Enable Model Armor for vLLM deployment with Inference Gateway

Overview

This guide will show how to secure your LLM models hosted on a vLLM server on GKE by setting up the Model Armor on top of the GKE Inference Gateway.

Prepare terraform config directory

  1. Clone the repository (if needed):

    git clone https://github.com/ai-on-gke/tutorials-and-examples.git
    
  2. Change current directory to the Model Armor tutorial directory:

    cd tutorials-and-examples/security/model-armor
    

Prepare cluster

This guide assumes you already have a GKE Cluster serving a self-hosted vLLM deployment. If you don’t, you can use some of our existing tutorials to create one, for example ADK on vLLM tutorial.

Install CRDs

  1. Install the InferencePool and InferenceModel Custom Resource Definition (CRDs) in your GKE cluster, run the following command:

    kubectl apply -f https://github.com/kubernetes-sigs/gateway-api-inference-extension/releases/download/v0.5.1/manifests.yaml
    
    warning

    If you are using GKE version earlier than v1.32.2-gke.1182001 and you want to use Model Armor with GKE Inference Gateway, you must install the traffic and routing extension CRDs:

    kubectl apply -f https://raw.githubusercontent.com/GoogleCloudPlatform/gke-gateway-api/refs/heads/main/config/crd/networking.gke.io_gcptrafficextensions.yaml
    kubectl apply -f https://raw.githubusercontent.com/GoogleCloudPlatform/gke-gateway-api/refs/heads/main/config/crd/networking.gke.io_gcproutingextensions.yaml
    

[Optional] Expose Inference Gateway Metrics

For better observability, Inference Gateway’s deployment exposes its metrics through the /metrics endpoint, but we have to set up RBAC in order to access them.
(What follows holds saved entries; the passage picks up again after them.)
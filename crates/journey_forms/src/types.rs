//! Wire types for journey templates. Field names follow the backend's JSON
//! contract; `type` is reserved in Rust so the step kind is renamed on the
//! wire.

use serde::{Deserialize, Serialize};

#[derive(Clone, Copy, Debug, PartialEq, Eq, Serialize, Deserialize)]
#[serde(rename_all = "snake_case")]
pub enum JourneyKind {
    Onboarding,
    Offboarding,
}

impl JourneyKind {
    pub fn label(self) -> &'static str {
        match self {
            JourneyKind::Onboarding => "Onboarding",
            JourneyKind::Offboarding => "Offboarding",
        }
    }

    pub fn as_query_value(self) -> &'static str {
        match self {
            JourneyKind::Onboarding => "onboarding",
            JourneyKind::Offboarding => "offboarding",
        }
    }
}

#[derive(Clone, Copy, Debug, PartialEq, Eq, Serialize, Deserialize)]
#[serde(rename_all = "snake_case")]
pub enum StepKind {
    Task,
    Document,
    Meeting,
    Training,
    Access,
}

impl StepKind {
    pub const ALL: [StepKind; 5] = [
        StepKind::Task,
        StepKind::Document,
        StepKind::Meeting,
        StepKind::Training,
        StepKind::Access,
    ];

    pub fn label(self) -> &'static str {
        match self {
            StepKind::Task => "Task",
            StepKind::Document => "Document",
            StepKind::Meeting => "Meeting",
            StepKind::Training => "Training",
            StepKind::Access => "Access",
        }
    }

    pub fn wire_value(self) -> &'static str {
        match self {
            StepKind::Task => "task",
            StepKind::Document => "document",
            StepKind::Meeting => "meeting",
            StepKind::Training => "training",
            StepKind::Access => "access",
        }
    }

    pub fn from_wire(value: &str) -> Option<Self> {
        Self::ALL
            .into_iter()
            .find(|kind| kind.wire_value() == value)
    }
}

/// One ordered step of a journey. `due_day_offset` counts from the journey
/// start date.
#[derive(Clone, Debug, PartialEq, Serialize, Deserialize)]
pub struct JourneyStep {
    pub title: String,
    #[serde(default)]
    pub description: String,
    #[serde(rename = "type")]
    pub kind: StepKind,
    pub responsible_role: String,
    pub due_day_offset: u32,
}

/// A journey template as returned by the backend.
#[derive(Clone, Debug, PartialEq, Serialize, Deserialize)]
pub struct JourneyTemplate {
    pub id: String,
    pub journey_type: JourneyKind,
    pub title: String,
    #[serde(default)]
    pub description: String,
    #[serde(default)]
    pub department: Option<String>,
    #[serde(default)]
    pub business_unit: Option<String>,
    pub estimated_duration_days: u32,
    #[serde(default = "default_active")]
    pub is_active: bool,
    #[serde(default)]
    pub steps: Vec<JourneyStep>,
    #[serde(default)]
    pub created_at: Option<String>,
    #[serde(default)]
    pub updated_at: Option<String>,
}

fn default_active() -> bool {
    true
}

/// Create/update request body; id and audit fields are backend-owned.
#[derive(Clone, Debug, PartialEq, Serialize)]
pub struct TemplatePayload {
    pub journey_type: JourneyKind,
    pub title: String,
    pub description: String,
    pub department: Option<String>,
    pub business_unit: Option<String>,
    pub estimated_duration_days: u32,
    pub steps: Vec<JourneyStep>,
}

#[cfg(test)]
mod tests {
    use super::{JourneyKind, JourneyStep, JourneyTemplate, StepKind};

    #[test]
    fn step_kind_round_trips_through_the_wire_name() {
        for kind in StepKind::ALL {
            assert_eq!(StepKind::from_wire(kind.wire_value()), Some(kind));
        }
        assert_eq!(StepKind::from_wire("unknown"), None);
    }

    #[test]
    fn step_serializes_kind_under_the_type_key() {
        let step = JourneyStep {
            title: "Collect laptop".to_string(),
            description: String::new(),
            kind: StepKind::Task,
            responsible_role: "IT".to_string(),
            due_day_offset: 3,
        };

        let json = serde_json::to_value(&step).expect("Failed to serialize");
        assert_eq!(json["type"], "task");
        assert_eq!(json["due_day_offset"], 3);
    }

    #[test]
    fn template_deserializes_with_missing_optional_fields() {
        let json = r#"{
            "id": "3f6c",
            "journey_type": "offboarding",
            "title": "Engineering exit",
            "estimated_duration_days": 14
        }"#;

        let template: JourneyTemplate =
            serde_json::from_str(json).expect("Failed to deserialize");
        assert_eq!(template.journey_type, JourneyKind::Offboarding);
        assert!(template.is_active);
        assert!(template.steps.is_empty());
        assert_eq!(template.department, None);
    }
}
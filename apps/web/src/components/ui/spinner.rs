use leptos::prelude::*;

#[component]
pub fn Spinner() -> impl IntoView {
    view! {
        <div
            class="inline-block h-7 w-7 animate-spin rounded-full border-4 border-blue-200 border-t-blue-600"
            role="status"
            aria-live="polite"
            aria-label="Loading"
        ></div>
    }
}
For more info, please refer to the Inference Gateway Metrics & Observability documentation.

  1. We need to specify a proper namespace for some resources for the RBAC. For an Autopilot cluster (expected by default) the name has to be gke-gmp-system, for Standard cluster - gmp-system.:

    export COLLECTOR_CLUSTER_ROLE_NAMESPACE="gke-gmp-system"
    
  2. Create RBAC resources:

    kubectl apply -f - <<EOF
    ---
    apiVersion: rbac.authorization.k8s.io/v1
    kind: ClusterRole
    metadata:
      name: inference-gateway-metrics-reader
    rules:
    - nonResourceURLs:
      - /metrics
      verbs:
      - get
    ---
    apiVersion: v1
    kind: ServiceAccount
    metadata:
      name: inference-gateway-sa-metrics-reader
      namespace: default
    ---
    apiVersion: rbac.authorization.k8s.io/v1
    kind: ClusterRoleBinding
    metadata:
      name: inference-gateway-sa-metrics-reader-role-binding
      namespace: default
    subjects:
    - kind: ServiceAccount
      name: inference-gateway-sa-metrics-reader
      namespace: default
    roleRef:
      kind: ClusterRole
      name: inference-gateway-metrics-reader
      apiGroup: rbac.authorization.k8s.io
    ---
    apiVersion: v1
    kind: Secret
    metadata:
      name: inference-gateway-sa-metrics-reader-secret
      namespace: default
      annotations:
        kubernetes.io/service-account.name: inference-gateway-sa-metrics-reader
    type: kubernetes.io/service-account-token
    ---
    apiVersion: rbac.authorization.k8s.io/v1
    kind: ClusterRole
    metadata:
      name: inference-gateway-sa-metrics-reader-secret-read
    rules:
    - resources:
      - secrets
      apiGroups: [""]
      verbs: ["get", "list", "watch"]
      resourceNames: ["inference-gateway-sa-metrics-reader-secret"]
    ---
    apiVersion: rbac.authorization.k8s.io/v1
    kind: ClusterRoleBinding
    metadata:
      name: ${COLLECTOR_CLUSTER_ROLE_NAMESPACE}:collector:inference-gateway-sa-metrics-reader-secret-read
      namespace: default
    roleRef:
      name: inference-gateway-sa-metrics-reader-secret-read
      kind: ClusterRole
      apiGroup: rbac.authorization.k8s.io
    subjects:
    - name: collector
      namespace: ${COLLECTOR_CLUSTER_ROLE_NAMESPACE}
      kind: ServiceAccount
    EOF
    

Deploy vLLM server with models

star

If you already have a vLLM server deployment created in your cluster, then this section can be skipped, otherwise, you can use it as an example.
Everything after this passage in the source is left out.